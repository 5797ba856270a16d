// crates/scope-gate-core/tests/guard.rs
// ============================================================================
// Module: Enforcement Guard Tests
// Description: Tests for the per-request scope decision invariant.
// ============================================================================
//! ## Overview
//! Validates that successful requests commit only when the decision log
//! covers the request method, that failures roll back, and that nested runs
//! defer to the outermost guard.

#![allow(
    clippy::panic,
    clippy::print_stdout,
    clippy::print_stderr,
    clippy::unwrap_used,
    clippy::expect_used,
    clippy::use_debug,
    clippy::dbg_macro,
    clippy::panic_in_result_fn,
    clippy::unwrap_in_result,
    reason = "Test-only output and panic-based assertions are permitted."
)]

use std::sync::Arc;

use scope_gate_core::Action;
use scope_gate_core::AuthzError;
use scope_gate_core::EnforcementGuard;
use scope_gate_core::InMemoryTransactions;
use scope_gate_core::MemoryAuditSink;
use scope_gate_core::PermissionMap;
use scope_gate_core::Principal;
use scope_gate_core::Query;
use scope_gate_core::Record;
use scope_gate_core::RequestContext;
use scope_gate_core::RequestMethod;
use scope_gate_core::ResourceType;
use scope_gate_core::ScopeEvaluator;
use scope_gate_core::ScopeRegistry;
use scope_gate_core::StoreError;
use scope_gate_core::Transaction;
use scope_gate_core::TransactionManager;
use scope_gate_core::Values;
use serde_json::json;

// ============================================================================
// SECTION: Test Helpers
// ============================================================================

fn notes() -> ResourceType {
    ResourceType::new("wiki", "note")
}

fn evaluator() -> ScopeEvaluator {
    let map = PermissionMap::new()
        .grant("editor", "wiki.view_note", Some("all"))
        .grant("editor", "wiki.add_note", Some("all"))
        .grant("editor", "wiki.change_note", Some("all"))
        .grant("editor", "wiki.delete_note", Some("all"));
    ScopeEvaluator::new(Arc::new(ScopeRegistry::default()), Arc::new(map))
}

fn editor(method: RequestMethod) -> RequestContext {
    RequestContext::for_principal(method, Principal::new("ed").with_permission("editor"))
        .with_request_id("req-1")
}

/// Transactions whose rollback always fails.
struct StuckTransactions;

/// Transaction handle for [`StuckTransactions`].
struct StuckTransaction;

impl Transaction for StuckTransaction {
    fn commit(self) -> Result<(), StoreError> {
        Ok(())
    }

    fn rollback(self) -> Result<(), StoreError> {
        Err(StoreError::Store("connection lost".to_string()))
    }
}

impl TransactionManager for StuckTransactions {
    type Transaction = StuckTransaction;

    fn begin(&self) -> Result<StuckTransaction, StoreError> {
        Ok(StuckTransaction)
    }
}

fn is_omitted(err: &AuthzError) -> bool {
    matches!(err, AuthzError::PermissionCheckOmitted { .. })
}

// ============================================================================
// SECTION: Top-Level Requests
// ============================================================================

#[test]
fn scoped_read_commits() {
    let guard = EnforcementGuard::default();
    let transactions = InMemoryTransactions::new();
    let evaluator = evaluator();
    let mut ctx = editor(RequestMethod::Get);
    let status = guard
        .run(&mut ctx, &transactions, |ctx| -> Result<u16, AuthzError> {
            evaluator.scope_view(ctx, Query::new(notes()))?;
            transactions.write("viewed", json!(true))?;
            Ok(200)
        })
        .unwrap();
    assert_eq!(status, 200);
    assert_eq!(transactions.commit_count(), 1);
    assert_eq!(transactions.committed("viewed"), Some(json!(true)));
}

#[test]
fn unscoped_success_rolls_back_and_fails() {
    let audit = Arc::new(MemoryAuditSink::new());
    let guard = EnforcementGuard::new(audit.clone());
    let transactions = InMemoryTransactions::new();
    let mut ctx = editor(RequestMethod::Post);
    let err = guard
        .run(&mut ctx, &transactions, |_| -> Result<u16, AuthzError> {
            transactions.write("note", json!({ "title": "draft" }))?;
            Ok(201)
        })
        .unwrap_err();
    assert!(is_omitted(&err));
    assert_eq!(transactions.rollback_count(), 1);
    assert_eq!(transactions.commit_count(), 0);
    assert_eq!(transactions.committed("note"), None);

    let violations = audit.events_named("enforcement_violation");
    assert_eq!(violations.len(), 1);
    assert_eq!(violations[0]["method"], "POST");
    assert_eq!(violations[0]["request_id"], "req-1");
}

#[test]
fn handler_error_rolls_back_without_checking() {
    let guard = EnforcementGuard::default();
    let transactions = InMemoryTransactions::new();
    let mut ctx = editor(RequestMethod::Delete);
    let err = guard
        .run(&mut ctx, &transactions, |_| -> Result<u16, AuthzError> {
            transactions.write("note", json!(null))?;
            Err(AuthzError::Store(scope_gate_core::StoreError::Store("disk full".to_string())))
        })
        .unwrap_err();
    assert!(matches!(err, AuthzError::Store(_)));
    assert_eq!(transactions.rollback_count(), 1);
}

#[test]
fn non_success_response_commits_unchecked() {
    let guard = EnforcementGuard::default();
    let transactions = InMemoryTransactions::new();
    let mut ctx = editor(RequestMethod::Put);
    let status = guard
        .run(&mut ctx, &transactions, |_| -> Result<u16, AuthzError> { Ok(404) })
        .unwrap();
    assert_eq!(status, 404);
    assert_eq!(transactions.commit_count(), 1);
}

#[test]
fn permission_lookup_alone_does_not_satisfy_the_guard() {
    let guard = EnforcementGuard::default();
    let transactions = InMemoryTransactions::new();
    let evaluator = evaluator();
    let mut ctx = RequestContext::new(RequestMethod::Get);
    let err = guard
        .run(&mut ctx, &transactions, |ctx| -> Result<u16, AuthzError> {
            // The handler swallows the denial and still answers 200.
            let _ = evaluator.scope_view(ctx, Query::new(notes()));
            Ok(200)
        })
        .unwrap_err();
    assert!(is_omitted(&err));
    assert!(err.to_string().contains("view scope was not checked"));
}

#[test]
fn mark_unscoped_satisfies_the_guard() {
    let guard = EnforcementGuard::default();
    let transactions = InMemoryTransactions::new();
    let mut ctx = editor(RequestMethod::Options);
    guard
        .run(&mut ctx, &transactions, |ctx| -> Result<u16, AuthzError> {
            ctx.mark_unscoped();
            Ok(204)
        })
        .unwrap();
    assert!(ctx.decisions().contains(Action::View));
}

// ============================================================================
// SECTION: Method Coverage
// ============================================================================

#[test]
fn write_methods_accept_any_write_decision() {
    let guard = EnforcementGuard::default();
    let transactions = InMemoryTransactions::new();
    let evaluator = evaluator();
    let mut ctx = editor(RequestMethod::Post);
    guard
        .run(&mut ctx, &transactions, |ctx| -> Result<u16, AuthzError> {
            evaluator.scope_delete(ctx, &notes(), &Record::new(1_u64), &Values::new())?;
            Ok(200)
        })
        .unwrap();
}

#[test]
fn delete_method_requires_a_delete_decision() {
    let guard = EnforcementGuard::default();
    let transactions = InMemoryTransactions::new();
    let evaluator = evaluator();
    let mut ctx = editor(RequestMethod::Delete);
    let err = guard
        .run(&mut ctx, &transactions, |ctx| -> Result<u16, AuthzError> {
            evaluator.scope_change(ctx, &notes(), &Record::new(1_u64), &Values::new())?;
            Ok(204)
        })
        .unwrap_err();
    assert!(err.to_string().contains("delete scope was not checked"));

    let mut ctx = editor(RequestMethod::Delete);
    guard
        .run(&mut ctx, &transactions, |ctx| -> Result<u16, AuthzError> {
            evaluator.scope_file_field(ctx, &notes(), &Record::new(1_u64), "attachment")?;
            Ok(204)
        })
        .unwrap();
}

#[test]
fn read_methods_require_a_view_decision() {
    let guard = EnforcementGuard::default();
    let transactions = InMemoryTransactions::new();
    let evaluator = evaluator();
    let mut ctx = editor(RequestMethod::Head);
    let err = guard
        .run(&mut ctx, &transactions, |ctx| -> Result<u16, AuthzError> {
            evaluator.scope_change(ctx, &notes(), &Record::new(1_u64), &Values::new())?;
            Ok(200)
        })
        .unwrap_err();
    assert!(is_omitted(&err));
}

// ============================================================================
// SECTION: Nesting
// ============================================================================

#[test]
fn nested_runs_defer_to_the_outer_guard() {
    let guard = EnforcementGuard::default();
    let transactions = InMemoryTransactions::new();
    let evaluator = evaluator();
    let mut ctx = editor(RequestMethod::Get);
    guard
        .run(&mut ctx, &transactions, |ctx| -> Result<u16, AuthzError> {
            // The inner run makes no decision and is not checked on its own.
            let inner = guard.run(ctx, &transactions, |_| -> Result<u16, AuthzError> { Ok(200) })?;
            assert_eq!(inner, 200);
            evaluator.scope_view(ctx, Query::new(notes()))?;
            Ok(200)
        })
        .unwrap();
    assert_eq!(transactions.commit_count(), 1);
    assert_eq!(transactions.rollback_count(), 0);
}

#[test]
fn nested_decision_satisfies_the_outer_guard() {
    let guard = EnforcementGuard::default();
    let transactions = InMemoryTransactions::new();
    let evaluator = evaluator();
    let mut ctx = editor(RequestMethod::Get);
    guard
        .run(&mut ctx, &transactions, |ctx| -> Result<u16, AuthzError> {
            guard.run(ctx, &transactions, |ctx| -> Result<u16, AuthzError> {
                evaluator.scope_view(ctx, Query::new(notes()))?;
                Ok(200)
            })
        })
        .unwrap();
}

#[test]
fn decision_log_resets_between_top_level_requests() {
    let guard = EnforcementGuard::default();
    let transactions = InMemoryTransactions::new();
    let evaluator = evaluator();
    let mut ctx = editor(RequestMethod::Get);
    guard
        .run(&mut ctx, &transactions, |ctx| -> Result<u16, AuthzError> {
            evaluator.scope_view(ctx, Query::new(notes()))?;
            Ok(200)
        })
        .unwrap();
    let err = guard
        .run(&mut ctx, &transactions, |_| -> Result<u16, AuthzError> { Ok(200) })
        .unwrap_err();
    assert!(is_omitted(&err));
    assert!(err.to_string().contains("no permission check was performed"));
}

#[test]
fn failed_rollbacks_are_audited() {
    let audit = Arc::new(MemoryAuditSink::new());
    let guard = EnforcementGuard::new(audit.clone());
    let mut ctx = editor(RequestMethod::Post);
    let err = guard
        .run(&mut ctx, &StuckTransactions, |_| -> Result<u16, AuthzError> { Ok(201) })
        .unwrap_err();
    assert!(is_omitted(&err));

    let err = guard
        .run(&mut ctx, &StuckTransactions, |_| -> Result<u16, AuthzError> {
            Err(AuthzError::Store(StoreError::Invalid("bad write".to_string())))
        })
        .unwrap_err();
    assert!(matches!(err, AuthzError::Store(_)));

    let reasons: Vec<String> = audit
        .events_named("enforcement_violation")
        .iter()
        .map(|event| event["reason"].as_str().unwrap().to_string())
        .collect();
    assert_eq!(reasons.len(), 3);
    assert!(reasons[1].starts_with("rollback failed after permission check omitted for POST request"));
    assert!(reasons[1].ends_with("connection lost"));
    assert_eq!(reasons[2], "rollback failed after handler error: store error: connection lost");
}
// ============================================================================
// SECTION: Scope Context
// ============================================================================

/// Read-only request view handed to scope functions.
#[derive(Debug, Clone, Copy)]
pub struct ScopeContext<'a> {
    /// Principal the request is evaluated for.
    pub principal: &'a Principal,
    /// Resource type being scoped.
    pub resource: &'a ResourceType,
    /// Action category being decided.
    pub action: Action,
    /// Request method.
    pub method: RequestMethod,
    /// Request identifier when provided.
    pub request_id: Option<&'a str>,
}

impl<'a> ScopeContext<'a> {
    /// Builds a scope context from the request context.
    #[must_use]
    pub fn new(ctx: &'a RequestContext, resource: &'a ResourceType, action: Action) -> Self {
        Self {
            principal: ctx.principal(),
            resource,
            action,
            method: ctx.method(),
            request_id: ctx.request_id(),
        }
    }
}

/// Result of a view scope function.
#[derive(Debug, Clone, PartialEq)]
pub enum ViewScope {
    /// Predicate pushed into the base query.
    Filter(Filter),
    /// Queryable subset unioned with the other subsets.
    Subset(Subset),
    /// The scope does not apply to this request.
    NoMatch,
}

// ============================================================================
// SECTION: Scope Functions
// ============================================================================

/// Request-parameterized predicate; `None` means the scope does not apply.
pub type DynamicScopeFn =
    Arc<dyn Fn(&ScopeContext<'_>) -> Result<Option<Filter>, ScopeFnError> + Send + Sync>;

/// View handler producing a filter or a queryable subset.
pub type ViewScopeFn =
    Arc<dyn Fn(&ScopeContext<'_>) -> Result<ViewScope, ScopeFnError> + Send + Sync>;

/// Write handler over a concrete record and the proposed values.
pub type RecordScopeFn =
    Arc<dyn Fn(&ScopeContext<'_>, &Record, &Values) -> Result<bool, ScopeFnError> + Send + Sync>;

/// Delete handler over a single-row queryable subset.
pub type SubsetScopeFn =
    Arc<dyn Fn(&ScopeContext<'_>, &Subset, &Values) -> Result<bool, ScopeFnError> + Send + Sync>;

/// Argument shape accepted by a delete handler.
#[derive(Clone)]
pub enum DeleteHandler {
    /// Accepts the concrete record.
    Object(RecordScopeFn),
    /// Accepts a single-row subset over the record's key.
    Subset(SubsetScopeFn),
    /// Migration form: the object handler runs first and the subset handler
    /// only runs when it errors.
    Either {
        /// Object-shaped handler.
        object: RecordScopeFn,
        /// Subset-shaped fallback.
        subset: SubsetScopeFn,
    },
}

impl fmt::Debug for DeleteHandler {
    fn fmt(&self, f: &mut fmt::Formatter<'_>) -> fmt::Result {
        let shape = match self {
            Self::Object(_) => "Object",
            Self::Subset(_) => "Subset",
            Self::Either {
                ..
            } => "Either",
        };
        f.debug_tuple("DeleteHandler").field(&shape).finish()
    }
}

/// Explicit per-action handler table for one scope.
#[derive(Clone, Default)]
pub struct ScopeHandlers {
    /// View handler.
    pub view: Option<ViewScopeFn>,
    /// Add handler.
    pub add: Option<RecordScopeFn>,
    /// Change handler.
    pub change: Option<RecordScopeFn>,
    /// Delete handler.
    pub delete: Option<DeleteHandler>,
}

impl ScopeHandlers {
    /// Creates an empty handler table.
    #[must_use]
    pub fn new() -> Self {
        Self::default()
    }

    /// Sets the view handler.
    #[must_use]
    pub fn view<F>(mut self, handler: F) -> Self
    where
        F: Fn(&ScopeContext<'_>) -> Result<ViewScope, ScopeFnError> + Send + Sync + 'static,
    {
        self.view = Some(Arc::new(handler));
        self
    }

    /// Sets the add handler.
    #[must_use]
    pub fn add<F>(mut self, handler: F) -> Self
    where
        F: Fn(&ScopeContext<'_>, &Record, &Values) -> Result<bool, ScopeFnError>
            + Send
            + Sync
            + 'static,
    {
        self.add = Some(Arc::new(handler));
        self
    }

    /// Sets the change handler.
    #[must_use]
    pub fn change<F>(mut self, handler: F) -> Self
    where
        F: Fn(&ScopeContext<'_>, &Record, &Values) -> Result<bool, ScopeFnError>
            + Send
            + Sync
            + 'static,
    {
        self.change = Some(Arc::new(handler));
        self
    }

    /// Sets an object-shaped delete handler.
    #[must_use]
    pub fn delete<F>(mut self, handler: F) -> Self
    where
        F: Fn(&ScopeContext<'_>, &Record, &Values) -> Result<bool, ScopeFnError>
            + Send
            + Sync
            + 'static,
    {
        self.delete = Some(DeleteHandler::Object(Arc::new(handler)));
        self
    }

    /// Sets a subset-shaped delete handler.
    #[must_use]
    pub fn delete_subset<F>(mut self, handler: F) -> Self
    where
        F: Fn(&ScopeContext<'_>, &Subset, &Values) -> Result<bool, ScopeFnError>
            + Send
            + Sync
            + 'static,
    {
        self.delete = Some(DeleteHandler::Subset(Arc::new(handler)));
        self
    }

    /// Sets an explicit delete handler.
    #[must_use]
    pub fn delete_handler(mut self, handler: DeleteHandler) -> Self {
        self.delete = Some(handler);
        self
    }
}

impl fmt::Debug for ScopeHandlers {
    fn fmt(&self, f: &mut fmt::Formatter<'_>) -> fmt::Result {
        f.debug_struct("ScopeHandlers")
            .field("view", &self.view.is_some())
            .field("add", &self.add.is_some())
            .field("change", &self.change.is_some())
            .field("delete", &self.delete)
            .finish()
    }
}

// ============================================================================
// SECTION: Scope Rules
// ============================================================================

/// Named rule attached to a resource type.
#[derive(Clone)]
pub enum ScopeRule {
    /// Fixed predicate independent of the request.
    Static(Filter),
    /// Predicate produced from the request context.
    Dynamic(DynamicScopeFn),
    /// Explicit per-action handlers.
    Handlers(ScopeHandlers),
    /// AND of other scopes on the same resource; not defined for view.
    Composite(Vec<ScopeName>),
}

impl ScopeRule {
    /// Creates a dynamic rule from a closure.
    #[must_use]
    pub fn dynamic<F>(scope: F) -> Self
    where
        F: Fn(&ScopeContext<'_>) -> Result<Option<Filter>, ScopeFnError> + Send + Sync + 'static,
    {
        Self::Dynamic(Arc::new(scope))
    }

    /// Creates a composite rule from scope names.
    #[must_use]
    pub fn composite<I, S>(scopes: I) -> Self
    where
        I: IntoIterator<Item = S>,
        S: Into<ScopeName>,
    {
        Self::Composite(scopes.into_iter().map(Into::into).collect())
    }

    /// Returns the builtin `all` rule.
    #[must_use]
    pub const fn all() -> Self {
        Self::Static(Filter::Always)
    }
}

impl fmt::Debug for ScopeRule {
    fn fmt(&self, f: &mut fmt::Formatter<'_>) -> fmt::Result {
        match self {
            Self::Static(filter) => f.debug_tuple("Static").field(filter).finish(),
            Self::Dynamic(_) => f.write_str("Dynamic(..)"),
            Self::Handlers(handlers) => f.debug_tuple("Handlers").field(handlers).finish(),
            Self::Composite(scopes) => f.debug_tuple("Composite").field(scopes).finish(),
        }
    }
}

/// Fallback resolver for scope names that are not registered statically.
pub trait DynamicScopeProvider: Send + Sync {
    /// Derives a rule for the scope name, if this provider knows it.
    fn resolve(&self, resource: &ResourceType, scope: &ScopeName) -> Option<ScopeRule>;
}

**TASK DETAILS**
Start at the first line of the entries and stop at the line with "the outermost guard.". Retype each of those lines exactly, both ends included.

**ANSWER SPACE**
repository 5797ba856270a16d
// crates/scope-gate-core/tests/guard.rs
// ============================================================================
// Module: Enforcement Guard Tests
// Description: Tests for the per-request scope decision invariant.
// ============================================================================
//! ## Overview
//! Validates that successful requests commit only when the decision log
//! covers the request method, that failures roll back, and that nested runs
//! defer to the outermost guard.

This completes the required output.